▶ _Exercise input_:
╔══

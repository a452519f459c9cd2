//! Word providers and the tiered fallback chain.
//!
//! A [`TieredWordProvider`] tries its primary source with retry and
//! exponential backoff, then the catalog cached from the last primary
//! success, then the catalog bundled into the binary. Each tier failure is
//! logged; only the exhaustion of every tier is reported to the caller.

use std::path::PathBuf;
use std::sync::Arc;
use std::time::Duration;

use hangman_core::error::GameError;
use hangman_core::store::{PersistenceStore, WORD_CACHE_KEY};
use tracing::{debug, info, warn};

use crate::domain::catalog::{Difficulty, WordCatalog};

/// Catalog compiled into the binary as the last-resort tier.
static BUNDLED_WORDS: &str = include_str!("../../data/words.json");

/// Supplies word catalogs.
pub trait WordProvider: Send + Sync {
    /// Loads a catalog, restricted to one difficulty when `difficulty` is set.
    ///
    /// # Errors
    ///
    /// Returns `GameError` if the source is unavailable or its data is
    /// unusable.
    fn load_words(&self, difficulty: Option<Difficulty>) -> Result<WordCatalog, GameError>;
}

fn restrict(catalog: WordCatalog, difficulty: Option<Difficulty>) -> WordCatalog {
    match difficulty {
        Some(d) => catalog.restricted_to(d),
        None => catalog,
    }
}

fn non_empty(catalog: WordCatalog, source: &str) -> Result<WordCatalog, GameError> {
    if catalog.is_empty() {
        return Err(GameError::InvalidCatalog(format!("{source} catalog has no words")));
    }
    Ok(catalog)
}

/// Provider that serves the catalog embedded at build time.
#[derive(Debug, Clone, Copy, Default)]
pub struct BundledWordProvider;

impl WordProvider for BundledWordProvider {
    fn load_words(&self, difficulty: Option<Difficulty>) -> Result<WordCatalog, GameError> {
        let catalog = WordCatalog::from_json(BUNDLED_WORDS)?;
        non_empty(restrict(catalog, difficulty), "bundled")
    }
}

/// Provider that reads a JSON catalog file.
///
/// This is the primary tier in the terminal build; read failures are
/// reported as network errors because they play the role of a failed fetch.
#[derive(Debug, Clone)]
pub struct JsonFileWordProvider {
    path: PathBuf,
}

impl JsonFileWordProvider {
    /// Creates a provider reading `path`.
    #[must_use]
    pub fn new(path: impl Into<PathBuf>) -> Self {
        Self { path: path.into() }
    }
}

impl WordProvider for JsonFileWordProvider {
    fn load_words(&self, difficulty: Option<Difficulty>) -> Result<WordCatalog, GameError> {
        let text = std::fs::read_to_string(&self.path).map_err(|e| {
            GameError::Network(format!("failed to read {}: {e}", self.path.display()))
        })?;
        let catalog = WordCatalog::from_json(&text)?;
        non_empty(restrict(catalog, difficulty), "file")
    }
}

/// Provider backed by the catalog last written to the persistence store.
#[derive(Clone)]
pub struct CachedWordProvider {
    store: Arc<dyn PersistenceStore>,
}

impl std::fmt::Debug for CachedWordProvider {
    fn fmt(&self, f: &mut std::fmt::Formatter<'_>) -> std::fmt::Result {
        f.debug_struct("CachedWordProvider").finish_non_exhaustive()
    }
}

impl CachedWordProvider {
    /// Creates a cache over `store`.
    #[must_use]
    pub fn new(store: Arc<dyn PersistenceStore>) -> Self {
        Self { store }
    }

    /// Writes `catalog` to the cache.
    ///
    /// # Errors
    ///
    /// Returns `GameError::Storage` if the write fails.
    pub fn save(&self, catalog: &WordCatalog) -> Result<(), GameError> {
        let value = serde_json::to_value(catalog)
            .map_err(|e| GameError::Storage(format!("catalog serialization failed: {e}")))?;
        self.store.set(WORD_CACHE_KEY, value)
    }
}

impl WordProvider for CachedWordProvider {
    fn load_words(&self, difficulty: Option<Difficulty>) -> Result<WordCatalog, GameError> {
        let value = self
            .store
            .get(WORD_CACHE_KEY)?
            .ok_or_else(|| GameError::InvalidCatalog("no cached catalog".to_owned()))?;
        let catalog = WordCatalog::from_value(value)?;
        non_empty(restrict(catalog, difficulty), "cached")
    }
}

/// Retry schedule for the primary tier.
#[derive(Debug, Clone, Copy, PartialEq, Eq)]
pub struct RetryPolicy {
    /// Total attempts, including the first.
    pub max_attempts: u32,
    /// Delay before the first retry.
    pub base_delay: Duration,
    /// Upper bound on any single delay.
    pub max_delay: Duration,
}

impl Default for RetryPolicy {
    fn default() -> Self {
        Self {
            max_attempts: 3,
            base_delay: Duration::from_millis(250),
            max_delay: Duration::from_secs(2),
        }
    }
}

impl RetryPolicy {
    /// Delay to wait after failed attempt number `attempt` (1-based):
    /// the base delay doubled per earlier failure, capped at `max_delay`.
    #[must_use]
    pub fn delay_after(&self, attempt: u32) -> Duration {
        let factor = 2_u32.saturating_pow(attempt.saturating_sub(1));
        self.base_delay.saturating_mul(factor).min(self.max_delay)
    }
}

/// Blocking wait between retries.
pub trait Sleeper: Send + Sync {
    /// Waits for `duration`.
    fn sleep(&self, duration: Duration);
}

/// Sleeper that blocks the current thread.
#[derive(Debug, Clone, Copy, Default)]
pub struct ThreadSleeper;

impl Sleeper for ThreadSleeper {
    fn sleep(&self, duration: Duration) {
        std::thread::sleep(duration);
    }
}

/// Which tier produced a catalog.
#[derive(Debug, Clone, Copy, PartialEq, Eq)]
pub enum CatalogSource {
    /// The primary source.
    Primary,
    /// The catalog cached from an earlier primary success.
    Cache,
    /// The catalog compiled into the binary.
    Bundled,
}

/// Primary → cache → bundled provider chain.
pub struct TieredWordProvider {
    primary: Box<dyn WordProvider>,
    cache: CachedWordProvider,
    bundled: BundledWordProvider,
    retry: RetryPolicy,
    sleeper: Box<dyn Sleeper>,
}

impl std::fmt::Debug for TieredWordProvider {
    fn fmt(&self, f: &mut std::fmt::Formatter<'_>) -> std::fmt::Result {
        f.debug_struct("TieredWordProvider")
            .field("retry", &self.retry)
            .finish_non_exhaustive()
    }
}

impl TieredWordProvider {
    /// Creates a chain over `primary`, caching into `store`.
    #[must_use]
    pub fn new(primary: Box<dyn WordProvider>, store: Arc<dyn PersistenceStore>) -> Self {
        Self {
            primary,
            cache: CachedWordProvider::new(store),
            bundled: BundledWordProvider,
            retry: RetryPolicy::default(),
            sleeper: Box::new(ThreadSleeper),
        }
    }

    /// Replaces the retry schedule.
    #[must_use]
    pub fn with_retry(mut self, retry: RetryPolicy) -> Self {
        self.retry = retry;
        self
    }

    /// Replaces the sleeper used between retries.
    #[must_use]
    pub fn with_sleeper(mut self, sleeper: Box<dyn Sleeper>) -> Self {
        self.sleeper = sleeper;
        self
    }

    /// Loads a catalog and reports which tier served it.
    ///
    /// # Errors
    ///
    /// Returns the bundled tier's error if every tier fails.
    pub fn load_with_source(
        &self,
        difficulty: Option<Difficulty>,
    ) -> Result<(WordCatalog, CatalogSource), GameError> {
        let primary = self.load_primary().and_then(|catalog| {
            if let Err(e) = self.cache.save(&catalog) {
                warn!(error = %e, "failed to cache word catalog");
            }
            non_empty(restrict(catalog, difficulty), "primary word source")
        });
        match primary {
            Ok(catalog) => return Ok((catalog, CatalogSource::Primary)),
            Err(e) => warn!(error = %e, "primary word source unavailable; trying cache"),
        }

        match self.cache.load_words(difficulty) {
            Ok(catalog) => {
                info!(words = catalog.word_count(), "serving cached word catalog");
                return Ok((catalog, CatalogSource::Cache));
            }
            Err(e) => warn!(error = %e, "cached word catalog unavailable; using bundled words"),
        }

        let catalog = self.bundled.load_words(difficulty)?;
        info!(words = catalog.word_count(), "serving bundled word catalog");
        Ok((catalog, CatalogSource::Bundled))
    }

    /// Loads every tier from the primary source, retrying with backoff.
    fn load_primary(&self) -> Result<WordCatalog, GameError> {
        let attempts = self.retry.max_attempts.max(1);
        let mut attempt = 1;
        loop {
            match self.primary.load_words(None) {
                Ok(catalog) => {
                    debug!(attempt, words = catalog.word_count(), "primary word source loaded");
                    return Ok(catalog);
                }
                Err(e) if attempt < attempts => {
                    let delay = self.retry.delay_after(attempt);
                    warn!(
                        attempt,
                        error = %e,
                        delay_ms = %delay.as_millis(),
                        "retrying primary word source"
                    );
                    self.sleeper.sleep(delay);
                    attempt += 1;
                }
                Err(e) => return Err(e),
            }
        }
    }
}

impl WordProvider for TieredWordProvider {
    fn load_words(&self, difficulty: Option<Difficulty>) -> Result<WordCatalog, GameError> {
        self.load_with_source(difficulty).map(|(catalog, _)| catalog)
    }
}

╚══

▶ _What is required_:
Write out the listing's lines exactly, from its first line through the line that contains "use std::sync::Arc;", and stop there.

▶ _Response to the exercise_:
repository a452519f459c9cd2
//! Word providers and the tiered fallback chain.
//!
//! A [`TieredWordProvider`] tries its primary source with retry and
//! exponential backoff, then the catalog cached from the last primary
//! success, then the catalog bundled into the binary. Each tier failure is
//! logged; only the exhaustion of every tier is reported to the caller.

use std::path::PathBuf;
use std::sync::Arc;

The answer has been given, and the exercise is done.